In some neuropaths, loud rumbling can be observed without the specified reasons as a result of increased intestinal peristalsis caused by disturbances in the autonomic innervation of the intestinal muscles.

The disappearance of intestinal sounds during intestinal stenosis is of great diagnostic importance, which indicates paresis of previously intensely peristalted intestinal loops. The same disappearance of bowel sounds throughout the abdomen is observed with paralysis of the intestinal muscles in patients with generalized inflammation of the peritoneum (peritonitis).

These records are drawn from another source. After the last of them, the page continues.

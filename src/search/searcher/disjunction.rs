use crate::engine::DocNum;
use crate::error::Result;
use crate::search::scorer::combine;
use crate::search::searcher::close_all;
use crate::search::{DocumentMatch, Searcher};

/// Matches documents matched by at least `max(min, 1)` children.
///
/// Scores are summed and scaled by the fraction of children that matched.
#[derive(Debug)]
pub struct DisjunctionSearcher {
    searchers: Vec<Box<dyn Searcher>>,
    currs: Vec<Option<DocumentMatch>>,
    initialized: bool,
    min: usize,
    explain: bool,
}

impl DisjunctionSearcher {
    pub fn new(searchers: Vec<Box<dyn Searcher>>, min: usize, explain: bool) -> Self {
        DisjunctionSearcher {
            searchers,
            currs: Vec::new(),
            initialized: false,
            min,
            explain,
        }
    }

    fn init(&mut self) -> Result<()> {
        if !self.initialized {
            for searcher in &mut self.searchers {
                self.currs.push(searcher.next()?);
            }
            self.initialized = true;
        }
        Ok(())
    }

    fn next_match(&mut self) -> Result<Option<DocumentMatch>> {
        let required = self.min.max(1);
        loop {
            let Some(smallest) = self.currs.iter().flatten().map(|m| m.number).min() else {
                return Ok(None);
            };

            let mut matches = Vec::new();
            for (curr, searcher) in self.currs.iter_mut().zip(self.searchers.iter_mut()) {
                if let Some(m) = curr.take_if(|m| m.number == smallest) {
                    matches.push(m);
                    *curr = searcher.next()?;
                }
            }

            if matches.len() >= required {
                let coord = (matches.len(), self.searchers.len());
                return Ok(combine(matches, Some(coord), self.explain));
            }
        }
    }
}

impl Searcher for DisjunctionSearcher {
    fn next(&mut self) -> Result<Option<DocumentMatch>> {
        self.init()?;
        self.next_match()
    }

    fn advance(&mut self, target: DocNum) -> Result<Option<DocumentMatch>> {
        self.init()?;
        for (curr, searcher) in self.currs.iter_mut().zip(self.searchers.iter_mut()) {
            if curr.as_ref().is_some_and(|m| m.number < target) {
                *curr = searcher.advance(target)?;
            }
        }
        self.next_match()
    }

    fn count(&self) -> u64 {
        self.searchers.iter().map(|s| s.count()).sum()
    }

    fn min(&self) -> usize {
        self.min
    }

    fn close(&mut self) -> Result<()> {
        close_all(&mut self.searchers)
    }
}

When auscultating the abdomen, you can sometimes hear the so-called peritoneal friction sound. This noise occurs when the peritoneum covering the abdominal organs becomes inflamed due to its friction against the parietal peritoneum during the respiratory movements of these organs. Most often, a peritoneal friction sound is heard during inflammation of the peritoneum covering the liver (perihepatitis), gall bladder (pericholecystitis) and spleen (perisplenitis), if the inflammatory adhesions do not interfere with the respiratory movements of these organs. Sometimes the peritoneal friction noise can also be felt by placing a hand on the corresponding area of ​​the abdomen.